If everyone were open-minded, respectful, and patient, this life we share would be better. Simple concept?

- Cassaendra

Sunday, July 1, 2012

Last Copper

Breakfast was made up partly of leftovers from dinner last night; namely, the last of the Copper River salmon. The majority of the ingredients were from our Fresh Fork Market bag -- zucchini, beet greens, and tomatoes from last week; lettuce, radishes, and eggs from this week.

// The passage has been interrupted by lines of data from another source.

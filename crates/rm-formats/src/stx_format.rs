//! ST Music Interface Kit STX decoder.
//!
//! STX sits between STM and S3M: an S3M-style header with SCRM at 0x3C
//! plus a converter tag at offset 20, S3M instrument headers and row
//! packing, but fixed 4-channel 64-row patterns and 5-byte order
//! entries. Early converter output omits the per-pattern length prefix;
//! the header's pattern-size field tells the two layouts apart.

use rm_ir::{Cell, Note, Pattern, Song, SourceFormat, VolumeCommand};

use crate::effect::parse_s3m;
use crate::normalize;
use crate::reader::{magic_at, ByteReader};
use crate::s3m_format;
use crate::FormatError;

const CHANNELS: u8 = 4;
const TAGS: [&[u8; 8]; 3] = [b"!Scream!", b"BMOD2STM", b"WUZAMOD!"];

pub fn detect(data: &[u8]) -> bool {
    if !magic_at(data, 0x3C, b"SCRM") || data.len() < 0x40 {
        return false;
    }
    TAGS.iter().any(|t| &data[20..28] == *t)
}

pub fn load_stx(data: &[u8]) -> Result<Song, FormatError> {
    if !detect(data) {
        return Err(FormatError::InvalidHeader);
    }

    let mut r = ByteReader::new(data);
    let title = r.read_string(20)?;
    r.skip(8)?; // converter tag
    let pat_size = r.read_u16_le()?;
    r.skip(2)?;
    let pp_pat = r.read_u16_le()? as usize * 16;
    let pp_ins = r.read_u16_le()? as usize * 16;
    let pp_ord = r.read_u16_le()? as usize * 16;
    r.skip(4)?;
    let _global_vol = r.read_u8()?;
    let tempo = r.read_u8()?;
    r.skip(4)?;
    let pat_num = r.read_u16_le()? as usize;
    let ins_num = r.read_u16_le()? as usize;
    let ord_num = r.read_u16_le()? as usize;

    if pat_num > 64 || ins_num > 31 || ord_num > 256 {
        return Err(FormatError::Corrupt("header counts out of range"));
    }

    let mut song = Song::with_channels(&title, SourceFormat::Stx, CHANNELS);
    // Tempo byte packs speed in the high nibble, STM-style.
    song.initial_speed = if tempo >> 4 == 0 { 6 } else { tempo >> 4 };
    song.initial_tempo = 125;

    // Orders: 5-byte entries, pattern index in the first byte.
    let mut o = ByteReader::new(data);
    o.seek(pp_ord)?;
    for _ in 0..ord_num {
        let pat = o.read_u8()?;
        o.skip(4)?;
        if pat < 99 {
            song.positions.push(pat);
        }
    }

    let mut i = ByteReader::new(data);
    i.seek(pp_ins)?;
    for idx in 0..ins_num {
        let para = i.read_u16_le()? as usize * 16;
        match s3m_format::parse_instrument(data, para, false) {
            Ok(inst) => song.instruments.push(inst),
            Err(e) => {
                log::warn!("STX instrument {} failed ({}), substituting silence", idx, e);
                song.instruments
                    .push(normalize::placeholder_instrument(&format!("Instrument {}", idx + 1)));
            }
        }
    }

    // The early converter wrote patterns without the leading packed
    // length; its header pattern-size field is 0x1A in that case.
    let length_prefixed = pat_size != 0x1A;

    let mut p = ByteReader::new(data);
    p.seek(pp_pat)?;
    for idx in 0..pat_num {
        let para = p.read_u16_le()? as usize * 16;
        match parse_pattern(data, para, length_prefixed) {
            Ok(pat) => song.patterns.push(pat),
            Err(e) => {
                log::warn!("STX pattern {} failed ({}), substituting empty", idx, e);
                song.patterns.push(Pattern::new(64, CHANNELS));
            }
        }
    }

    let pat_count = song.patterns.len() as u8;
    song.positions.retain(|&pos| pos < pat_count);

    Ok(song)
}

fn parse_pattern(data: &[u8], offset: usize, length_prefixed: bool) -> Result<Pattern, FormatError> {
    let mut pattern = Pattern::new(64, CHANNELS);
    if offset == 0 {
        return Ok(pattern);
    }

    let mut r = ByteReader::new(data);
    r.seek(offset)?;
    if length_prefixed {
        r.skip(2)?;
    }

    let mut row = 0u16;
    while row < 64 {
        if r.remaining() == 0 {
            break;
        }
        let what = r.read_u8()?;
        if what == 0 {
            row += 1;
            continue;
        }

        let channel = what & 0x1F;
        let mut cell = Cell::empty();
        if what & 0x20 != 0 {
            cell.note = s3m_format::s3m_note(r.read_u8()?);
            cell.instrument = r.read_u8()?;
        }
        if what & 0x40 != 0 {
            let vol = r.read_u8()?;
            if vol <= 64 {
                cell.volume = VolumeCommand::Volume(vol);
            }
        }
        if what & 0x80 != 0 {
            let cmd = r.read_u8()?;
            let info = r.read_u8()?;
            cell.effect = parse_s3m(cmd, info);
        }

        if channel < CHANNELS {
            *pattern.cell_mut(row, channel) = cell;
        }
    }

    Ok(pattern)
}

#[cfg(test)]
pub(crate) mod tests {
    use super::*;
    use rm_ir::Effect;

    pub(crate) fn build_test_stx() -> Vec<u8> {
        let mut d = vec![0u8; 0x40];
        d[..4].copy_from_slice(b"chip");
        d[20..28].copy_from_slice(b"!Scream!");
        d[28..30].copy_from_slice(&0x1Au16.to_le_bytes()); // no length prefix
        d[32..34].copy_from_slice(&5u16.to_le_bytes()); // pp_pat -> 80
        d[34..36].copy_from_slice(&6u16.to_le_bytes()); // pp_ins -> 96
        d[36..38].copy_from_slice(&7u16.to_le_bytes()); // pp_ord -> 112
        d[43] = 0x60; // tempo: speed 6
        d[48..50].copy_from_slice(&1u16.to_le_bytes()); // patterns
        d[50..52].copy_from_slice(&1u16.to_le_bytes()); // instruments
        d[52..54].copy_from_slice(&1u16.to_le_bytes()); // orders
        d[0x3C..0x40].copy_from_slice(b"SCRM");

        d.resize(80, 0);
        d.extend_from_slice(&8u16.to_le_bytes()); // pattern parapointer -> 128
        d.resize(96, 0);
        d.extend_from_slice(&10u16.to_le_bytes()); // instrument parapointer -> 160
        d.resize(112, 0);
        d.extend_from_slice(&[0, 0, 0, 0, 0]); // order 0

        // Pattern at 128, no length prefix
        d.resize(128, 0);
        d.push(0x20 | 0x80); // channel 0, note+effect
        d.push((3 << 4) | 2); // D, octave 3
        d.push(1);
        d.push(1); // A = set speed
        d.push(4);
        d.push(0); // end row 0

        // Instrument at 160: PCM header with no stored sample data
        d.resize(160, 0);
        let mut inst = vec![0u8; 80];
        inst[0] = 1;
        inst[16..20].copy_from_slice(&0u32.to_le_bytes());
        inst[28] = 64;
        inst[32..36].copy_from_slice(&8363u32.to_le_bytes());
        inst[48..53].copy_from_slice(b"strng");
        d.extend_from_slice(&inst);
        d
    }

    #[test]
    fn detect_needs_both_markers() {
        assert!(detect(&build_test_stx()));
        let mut no_tag = build_test_stx();
        no_tag[20..28].copy_from_slice(b"XXXXXXXX");
        assert!(!detect(&no_tag));
        assert!(!detect(&vec![0u8; 256]));
    }

    #[test]
    fn decodes_unprefixed_pattern() {
        let song = load_stx(&build_test_stx()).unwrap();
        song.check_invariants().unwrap();
        assert_eq!(song.title.as_str(), "chip");
        assert_eq!(song.num_channels, 4);
        assert_eq!(song.initial_speed, 6);
        assert_eq!(song.positions, vec![0]);

        let c = song.patterns[0].cell(0, 0);
        assert_eq!(c.note, Note::On(3 * 12 + 2 + 1));
        assert_eq!(c.instrument, 1);
        assert_eq!(c.effect, Effect::SetSpeed(4));
    }

    #[test]
    fn decodes_instrument_name() {
        let song = load_stx(&build_test_stx()).unwrap();
        assert_eq!(song.instruments[0].name.as_str(), "strng");
    }

    #[test]
    fn truncated_file_does_not_panic() {
        let data = build_test_stx();
        for cut in [8, 0x30, 0x40, 90, 130] {
            let _ = load_stx(&data[..cut]);
        }
    }
}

The pan-fried salmon was warmed on the stove with a teaspoon of shoyu and black pepper, then sprinkled with shichimi togarashi. The fried egg was dusted with shiso furikake for a bit of salted tartness. Crisp lettuce, peppery radish slices, sweet tomatoes, and seaweed salad satisfied my need for something cold and crisp. The sizzling zucchini and red peppers were sweet and crisp. Steamed beet greens (originally with sliced beets) were too beautiful a shade of maroon to not include. Its addition was also an easy way to serve 5 items instead of 4 (bad luck - some habits are hard to break).

365-363 Salmon Beets Seaweed Breakfast
Day 363/365

After breakfast, I had a taste for ayran, a savory Turkish yogurt drink. In our bag this week, we also received a quart of Velvet-View yogurt. With a much thinner consistency than most factory yogurts, this is best poured rather than spooned into a receptacle. Also, it is not as sour. Hooray!

I didn't feel like taking out our 64 oz carafe blender to make 1 cup of ayran, sacrificing the froth. Instead, I mixed a pinch of salt into my cup of yogurt. Additional water was unnecessary since the yogurt was already velvety. A wonderful cap to breakfast.